┏━━

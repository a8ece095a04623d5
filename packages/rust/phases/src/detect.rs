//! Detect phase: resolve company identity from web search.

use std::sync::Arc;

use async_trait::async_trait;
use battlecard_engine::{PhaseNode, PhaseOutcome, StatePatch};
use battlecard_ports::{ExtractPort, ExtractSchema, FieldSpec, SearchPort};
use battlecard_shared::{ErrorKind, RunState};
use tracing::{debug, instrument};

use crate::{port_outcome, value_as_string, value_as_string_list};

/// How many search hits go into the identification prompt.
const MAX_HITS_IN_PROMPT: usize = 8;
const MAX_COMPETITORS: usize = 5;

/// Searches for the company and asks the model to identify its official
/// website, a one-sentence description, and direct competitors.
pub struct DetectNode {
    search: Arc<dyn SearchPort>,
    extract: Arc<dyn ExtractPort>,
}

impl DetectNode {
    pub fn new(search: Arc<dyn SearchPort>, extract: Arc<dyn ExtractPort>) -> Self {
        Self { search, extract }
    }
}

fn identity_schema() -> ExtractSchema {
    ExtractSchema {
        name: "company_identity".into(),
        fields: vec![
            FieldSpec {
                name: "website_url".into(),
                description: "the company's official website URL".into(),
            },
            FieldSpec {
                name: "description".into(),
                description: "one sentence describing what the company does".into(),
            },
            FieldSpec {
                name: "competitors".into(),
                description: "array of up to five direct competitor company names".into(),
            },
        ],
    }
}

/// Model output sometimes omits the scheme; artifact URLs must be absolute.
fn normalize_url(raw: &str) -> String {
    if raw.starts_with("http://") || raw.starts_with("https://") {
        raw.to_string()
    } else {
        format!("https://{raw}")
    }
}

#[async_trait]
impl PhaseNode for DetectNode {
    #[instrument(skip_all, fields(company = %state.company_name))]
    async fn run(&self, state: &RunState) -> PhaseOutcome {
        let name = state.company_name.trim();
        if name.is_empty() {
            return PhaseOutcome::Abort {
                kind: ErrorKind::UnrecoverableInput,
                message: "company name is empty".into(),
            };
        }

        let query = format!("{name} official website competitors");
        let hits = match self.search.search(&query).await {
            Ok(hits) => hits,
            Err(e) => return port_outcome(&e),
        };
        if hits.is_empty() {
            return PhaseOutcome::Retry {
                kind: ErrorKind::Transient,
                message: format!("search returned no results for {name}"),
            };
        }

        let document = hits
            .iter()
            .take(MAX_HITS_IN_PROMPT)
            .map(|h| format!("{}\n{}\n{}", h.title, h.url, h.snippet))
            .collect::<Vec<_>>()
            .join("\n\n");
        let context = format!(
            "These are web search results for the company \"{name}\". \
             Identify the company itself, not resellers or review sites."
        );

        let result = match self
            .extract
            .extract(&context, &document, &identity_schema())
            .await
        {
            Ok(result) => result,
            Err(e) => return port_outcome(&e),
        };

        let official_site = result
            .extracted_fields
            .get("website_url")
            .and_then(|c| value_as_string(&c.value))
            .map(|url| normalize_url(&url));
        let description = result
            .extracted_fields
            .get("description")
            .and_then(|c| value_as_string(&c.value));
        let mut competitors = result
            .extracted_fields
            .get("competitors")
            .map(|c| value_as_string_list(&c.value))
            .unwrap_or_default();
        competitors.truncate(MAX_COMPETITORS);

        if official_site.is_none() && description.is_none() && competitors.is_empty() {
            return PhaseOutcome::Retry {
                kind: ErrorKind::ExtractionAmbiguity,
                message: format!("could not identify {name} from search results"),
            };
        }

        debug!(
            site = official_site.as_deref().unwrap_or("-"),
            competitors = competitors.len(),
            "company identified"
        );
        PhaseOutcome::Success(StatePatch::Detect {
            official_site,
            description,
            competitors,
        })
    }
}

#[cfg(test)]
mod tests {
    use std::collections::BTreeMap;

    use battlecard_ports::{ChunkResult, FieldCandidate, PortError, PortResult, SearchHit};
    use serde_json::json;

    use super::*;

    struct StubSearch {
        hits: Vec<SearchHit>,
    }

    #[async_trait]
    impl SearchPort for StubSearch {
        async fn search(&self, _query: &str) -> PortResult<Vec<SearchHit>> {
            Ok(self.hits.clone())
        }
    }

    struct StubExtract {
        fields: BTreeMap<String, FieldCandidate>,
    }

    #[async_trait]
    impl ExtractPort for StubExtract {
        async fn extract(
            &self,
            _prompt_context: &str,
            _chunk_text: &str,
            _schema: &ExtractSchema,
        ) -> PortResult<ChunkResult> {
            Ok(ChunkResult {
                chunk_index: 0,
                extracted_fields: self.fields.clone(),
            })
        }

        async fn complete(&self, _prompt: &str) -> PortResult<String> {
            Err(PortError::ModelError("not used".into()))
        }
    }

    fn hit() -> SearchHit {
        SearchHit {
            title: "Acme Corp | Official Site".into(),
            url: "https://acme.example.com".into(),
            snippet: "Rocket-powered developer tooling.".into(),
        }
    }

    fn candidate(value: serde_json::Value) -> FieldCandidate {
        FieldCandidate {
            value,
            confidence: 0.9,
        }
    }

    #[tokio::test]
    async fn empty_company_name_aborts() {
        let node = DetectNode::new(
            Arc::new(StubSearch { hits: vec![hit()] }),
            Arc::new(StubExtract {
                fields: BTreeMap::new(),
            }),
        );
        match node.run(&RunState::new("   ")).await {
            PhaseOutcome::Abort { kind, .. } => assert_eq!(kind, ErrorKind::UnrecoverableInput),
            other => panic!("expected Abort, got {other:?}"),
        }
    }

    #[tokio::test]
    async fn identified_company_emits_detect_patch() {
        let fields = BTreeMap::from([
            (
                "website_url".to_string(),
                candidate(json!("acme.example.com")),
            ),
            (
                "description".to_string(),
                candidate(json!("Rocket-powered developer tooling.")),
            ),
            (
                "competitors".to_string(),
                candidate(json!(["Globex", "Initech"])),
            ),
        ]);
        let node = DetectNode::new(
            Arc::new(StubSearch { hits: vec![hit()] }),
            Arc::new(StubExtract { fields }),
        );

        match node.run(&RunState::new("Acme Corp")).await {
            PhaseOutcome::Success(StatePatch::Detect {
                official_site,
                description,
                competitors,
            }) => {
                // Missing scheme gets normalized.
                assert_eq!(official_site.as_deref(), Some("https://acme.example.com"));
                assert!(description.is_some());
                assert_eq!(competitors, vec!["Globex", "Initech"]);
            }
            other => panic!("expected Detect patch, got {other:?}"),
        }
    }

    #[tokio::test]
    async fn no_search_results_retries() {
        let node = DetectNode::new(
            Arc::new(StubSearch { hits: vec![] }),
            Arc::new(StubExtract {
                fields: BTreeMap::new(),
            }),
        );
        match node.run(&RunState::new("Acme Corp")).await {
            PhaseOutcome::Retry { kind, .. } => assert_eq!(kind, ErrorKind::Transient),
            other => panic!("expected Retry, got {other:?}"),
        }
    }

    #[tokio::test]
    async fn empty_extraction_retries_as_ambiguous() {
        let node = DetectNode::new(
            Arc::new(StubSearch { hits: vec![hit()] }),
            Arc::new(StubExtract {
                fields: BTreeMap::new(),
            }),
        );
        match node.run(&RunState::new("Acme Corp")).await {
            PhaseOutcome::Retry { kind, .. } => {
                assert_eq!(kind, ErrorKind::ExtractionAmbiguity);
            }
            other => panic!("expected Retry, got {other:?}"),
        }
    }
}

┗━━
┏━━

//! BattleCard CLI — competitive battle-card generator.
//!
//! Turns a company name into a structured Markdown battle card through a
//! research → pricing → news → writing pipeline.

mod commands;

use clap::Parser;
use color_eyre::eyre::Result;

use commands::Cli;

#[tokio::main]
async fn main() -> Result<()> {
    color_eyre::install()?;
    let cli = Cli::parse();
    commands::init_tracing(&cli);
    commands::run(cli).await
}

┗━━

-- WHAT YOU HAVE TO DO --
Whenever the word "usize" shows up in a line of the entries, copy that line.

-- SOLUTION TO THIS PROBLEM --
const MAX_HITS_IN_PROMPT: usize = 8;
const MAX_COMPETITORS: usize = 5;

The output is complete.